[Assigned task]:
Each of the entries beneath this task should be written out exactly.

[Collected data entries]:
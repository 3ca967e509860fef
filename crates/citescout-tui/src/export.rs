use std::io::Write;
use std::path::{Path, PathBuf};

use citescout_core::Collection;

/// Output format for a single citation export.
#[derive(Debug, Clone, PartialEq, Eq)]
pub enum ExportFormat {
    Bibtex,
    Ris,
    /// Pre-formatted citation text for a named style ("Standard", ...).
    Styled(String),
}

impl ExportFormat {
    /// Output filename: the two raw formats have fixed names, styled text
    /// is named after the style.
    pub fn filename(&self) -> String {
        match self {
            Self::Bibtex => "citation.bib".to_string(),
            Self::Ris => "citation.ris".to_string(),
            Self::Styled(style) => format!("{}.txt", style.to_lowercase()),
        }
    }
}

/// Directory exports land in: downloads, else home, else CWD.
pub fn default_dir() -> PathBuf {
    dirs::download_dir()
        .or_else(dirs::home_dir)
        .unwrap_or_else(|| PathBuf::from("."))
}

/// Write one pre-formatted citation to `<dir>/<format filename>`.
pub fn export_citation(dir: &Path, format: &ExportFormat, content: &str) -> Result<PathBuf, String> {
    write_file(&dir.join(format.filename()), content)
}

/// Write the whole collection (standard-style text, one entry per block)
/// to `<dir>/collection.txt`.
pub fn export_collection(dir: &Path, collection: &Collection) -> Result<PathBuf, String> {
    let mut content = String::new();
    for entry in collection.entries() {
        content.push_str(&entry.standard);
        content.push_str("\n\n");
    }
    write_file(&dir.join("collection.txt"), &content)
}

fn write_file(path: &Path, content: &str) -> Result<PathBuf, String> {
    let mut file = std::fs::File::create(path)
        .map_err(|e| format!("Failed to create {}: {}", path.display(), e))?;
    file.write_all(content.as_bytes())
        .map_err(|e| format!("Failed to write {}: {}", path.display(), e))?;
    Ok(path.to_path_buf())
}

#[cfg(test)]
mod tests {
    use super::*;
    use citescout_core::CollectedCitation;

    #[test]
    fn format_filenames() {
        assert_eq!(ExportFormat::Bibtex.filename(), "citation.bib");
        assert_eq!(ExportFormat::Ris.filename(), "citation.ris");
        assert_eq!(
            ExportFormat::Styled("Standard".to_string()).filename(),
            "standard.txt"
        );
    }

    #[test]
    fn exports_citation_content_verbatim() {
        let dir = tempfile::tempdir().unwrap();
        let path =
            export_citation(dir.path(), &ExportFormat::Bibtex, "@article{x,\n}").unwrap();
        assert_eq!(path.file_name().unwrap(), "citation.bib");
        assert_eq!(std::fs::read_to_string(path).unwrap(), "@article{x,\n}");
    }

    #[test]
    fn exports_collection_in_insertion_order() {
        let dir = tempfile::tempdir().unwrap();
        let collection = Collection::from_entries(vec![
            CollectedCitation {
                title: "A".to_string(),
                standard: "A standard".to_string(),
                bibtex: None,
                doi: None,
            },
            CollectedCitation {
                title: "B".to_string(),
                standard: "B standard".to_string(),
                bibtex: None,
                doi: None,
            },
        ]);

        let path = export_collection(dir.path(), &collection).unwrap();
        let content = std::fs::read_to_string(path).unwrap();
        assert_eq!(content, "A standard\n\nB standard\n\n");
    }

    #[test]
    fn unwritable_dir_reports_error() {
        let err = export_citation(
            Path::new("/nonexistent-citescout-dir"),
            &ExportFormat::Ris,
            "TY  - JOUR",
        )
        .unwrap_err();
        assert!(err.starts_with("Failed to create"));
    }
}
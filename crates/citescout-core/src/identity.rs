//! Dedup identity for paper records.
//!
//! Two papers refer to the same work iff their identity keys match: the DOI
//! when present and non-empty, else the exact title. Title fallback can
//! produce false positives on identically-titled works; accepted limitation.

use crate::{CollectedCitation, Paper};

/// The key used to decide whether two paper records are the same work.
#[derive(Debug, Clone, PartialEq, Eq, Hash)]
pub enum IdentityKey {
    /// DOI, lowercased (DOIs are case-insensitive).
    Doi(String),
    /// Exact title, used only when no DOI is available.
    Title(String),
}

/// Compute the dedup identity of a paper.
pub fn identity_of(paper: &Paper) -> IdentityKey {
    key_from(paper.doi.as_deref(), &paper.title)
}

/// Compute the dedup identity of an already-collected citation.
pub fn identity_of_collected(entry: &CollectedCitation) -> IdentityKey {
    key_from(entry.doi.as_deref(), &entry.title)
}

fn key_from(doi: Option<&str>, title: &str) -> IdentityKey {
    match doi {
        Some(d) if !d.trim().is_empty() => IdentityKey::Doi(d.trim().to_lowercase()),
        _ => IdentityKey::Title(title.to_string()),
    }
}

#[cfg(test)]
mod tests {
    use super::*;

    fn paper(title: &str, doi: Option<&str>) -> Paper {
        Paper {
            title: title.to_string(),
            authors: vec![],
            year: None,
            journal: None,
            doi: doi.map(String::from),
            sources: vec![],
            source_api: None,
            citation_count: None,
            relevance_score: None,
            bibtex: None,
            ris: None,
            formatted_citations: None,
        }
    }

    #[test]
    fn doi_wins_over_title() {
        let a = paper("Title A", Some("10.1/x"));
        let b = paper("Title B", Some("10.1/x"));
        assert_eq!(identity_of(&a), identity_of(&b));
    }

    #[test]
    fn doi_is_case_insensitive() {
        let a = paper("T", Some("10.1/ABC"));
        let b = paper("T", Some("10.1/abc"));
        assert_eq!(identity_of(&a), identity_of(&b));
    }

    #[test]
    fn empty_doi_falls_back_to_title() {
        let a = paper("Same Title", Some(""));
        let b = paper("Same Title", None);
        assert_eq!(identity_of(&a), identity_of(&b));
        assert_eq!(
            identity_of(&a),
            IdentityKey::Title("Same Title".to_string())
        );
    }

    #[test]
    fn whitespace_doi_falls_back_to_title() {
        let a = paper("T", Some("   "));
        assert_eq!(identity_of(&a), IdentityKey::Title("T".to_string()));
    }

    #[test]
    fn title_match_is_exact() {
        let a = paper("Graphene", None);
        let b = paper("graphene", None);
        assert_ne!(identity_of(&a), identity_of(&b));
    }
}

[Completed exercise]:
repository 3ca967e509860fef
filename crates/citescout-tui/src/export.rs
use std::io::Write;
use std::path::{Path, PathBuf};

use citescout_core::Collection;

/// Output format for a single citation export.
#[derive(Debug, Clone, PartialEq, Eq)]
pub enum ExportFormat {
    Bibtex,
    Ris,
    /// Pre-formatted citation text for a named style ("Standard", ...).
    Styled(String),
}

impl ExportFormat {
    /// Output filename: the two raw formats have fixed names, styled text
    /// is named after the style.
    pub fn filename(&self) -> String {
        match self {
            Self::Bibtex => "citation.bib".to_string(),
            Self::Ris => "citation.ris".to_string(),
            Self::Styled(style) => format!("{}.txt", style.to_lowercase()),
        }
    }
}

/// Directory exports land in: downloads, else home, else CWD.
pub fn default_dir() -> PathBuf {
    dirs::download_dir()
        .or_else(dirs::home_dir)
        .unwrap_or_else(|| PathBuf::from("."))
}

/// Write one pre-formatted citation to `<dir>/<format filename>`.
pub fn export_citation(dir: &Path, format: &ExportFormat, content: &str) -> Result<PathBuf, String> {
    write_file(&dir.join(format.filename()), content)
}

/// Write the whole collection (standard-style text, one entry per block)
/// to `<dir>/collection.txt`.
pub fn export_collection(dir: &Path, collection: &Collection) -> Result<PathBuf, String> {
    let mut content = String::new();
    for entry in collection.entries() {
        content.push_str(&entry.standard);
        content.push_str("\n\n");
    }
    write_file(&dir.join("collection.txt"), &content)
}

fn write_file(path: &Path, content: &str) -> Result<PathBuf, String> {
    let mut file = std::fs::File::create(path)
        .map_err(|e| format!("Failed to create {}: {}", path.display(), e))?;
    file.write_all(content.as_bytes())
        .map_err(|e| format!("Failed to write {}: {}", path.display(), e))?;
    Ok(path.to_path_buf())
}

#[cfg(test)]
mod tests {
    use super::*;
    use citescout_core::CollectedCitation;

    #[test]
    fn format_filenames() {
        assert_eq!(ExportFormat::Bibtex.filename(), "citation.bib");
        assert_eq!(ExportFormat::Ris.filename(), "citation.ris");
        assert_eq!(
            ExportFormat::Styled("Standard".to_string()).filename(),
            "standard.txt"
        );
    }

    #[test]
    fn exports_citation_content_verbatim() {
        let dir = tempfile::tempdir().unwrap();
        let path =
            export_citation(dir.path(), &ExportFormat::Bibtex, "@article{x,\n}").unwrap();
        assert_eq!(path.file_name().unwrap(), "citation.bib");
        assert_eq!(std::fs::read_to_string(path).unwrap(), "@article{x,\n}");
    }

    #[test]
    fn exports_collection_in_insertion_order() {
        let dir = tempfile::tempdir().unwrap();
        let collection = Collection::from_entries(vec![
            CollectedCitation {
                title: "A".to_string(),
                standard: "A standard".to_string(),
                bibtex: None,
                doi: None,
            },
            CollectedCitation {
                title: "B".to_string(),
                standard: "B standard".to_string(),
                bibtex: None,
                doi: None,
            },
        ]);

        let path = export_collection(dir.path(), &collection).unwrap();
        let content = std::fs::read_to_string(path).unwrap();
        assert_eq!(content, "A standard\n\nB standard\n\n");
    }

    #[test]
    fn unwritable_dir_reports_error() {
        let err = export_citation(
            Path::new("/nonexistent-citescout-dir"),
            &ExportFormat::Ris,
            "TY  - JOUR",
        )
        .unwrap_err();
        assert!(err.starts_with("Failed to create"));
    }
}
filename crates/citescout-core/src/identity.rs
//! Dedup identity for paper records.
//!
//! Two papers refer to the same work iff their identity keys match: the DOI
//! when present and non-empty, else the exact title. Title fallback can
//! produce false positives on identically-titled works; accepted limitation.

use crate::{CollectedCitation, Paper};

/// The key used to decide whether two paper records are the same work.
#[derive(Debug, Clone, PartialEq, Eq, Hash)]
pub enum IdentityKey {
    /// DOI, lowercased (DOIs are case-insensitive).
    Doi(String),
    /// Exact title, used only when no DOI is available.
    Title(String),
}

/// Compute the dedup identity of a paper.
pub fn identity_of(paper: &Paper) -> IdentityKey {
    key_from(paper.doi.as_deref(), &paper.title)
}

/// Compute the dedup identity of an already-collected citation.
pub fn identity_of_collected(entry: &CollectedCitation) -> IdentityKey {
    key_from(entry.doi.as_deref(), &entry.title)
}

fn key_from(doi: Option<&str>, title: &str) -> IdentityKey {
    match doi {
        Some(d) if !d.trim().is_empty() => IdentityKey::Doi(d.trim().to_lowercase()),
        _ => IdentityKey::Title(title.to_string()),
    }
}

#[cfg(test)]
mod tests {
    use super::*;

    fn paper(title: &str, doi: Option<&str>) -> Paper {
        Paper {
            title: title.to_string(),
            authors: vec![],
            year: None,
            journal: None,
            doi: doi.map(String::from),
            sources: vec![],
            source_api: None,
            citation_count: None,
            relevance_score: None,
            bibtex: None,
            ris: None,
            formatted_citations: None,
        }
    }

    #[test]
    fn doi_wins_over_title() {
        let a = paper("Title A", Some("10.1/x"));
        let b = paper("Title B", Some("10.1/x"));
        assert_eq!(identity_of(&a), identity_of(&b));
    }

    #[test]
    fn doi_is_case_insensitive() {
        let a = paper("T", Some("10.1/ABC"));
        let b = paper("T", Some("10.1/abc"));
        assert_eq!(identity_of(&a), identity_of(&b));
    }

    #[test]
    fn empty_doi_falls_back_to_title() {
        let a = paper("Same Title", Some(""));
        let b = paper("Same Title", None);
        assert_eq!(identity_of(&a), identity_of(&b));
        assert_eq!(
            identity_of(&a),
            IdentityKey::Title("Same Title".to_string())
        );
    }

    #[test]
    fn whitespace_doi_falls_back_to_title() {
        let a = paper("T", Some("   "));
        assert_eq!(identity_of(&a), IdentityKey::Title("T".to_string()));
    }

    #[test]
    fn title_match_is_exact() {
        let a = paper("Graphene", None);
        let b = paper("graphene", None);
        assert_ne!(identity_of(&a), identity_of(&b));
    }
}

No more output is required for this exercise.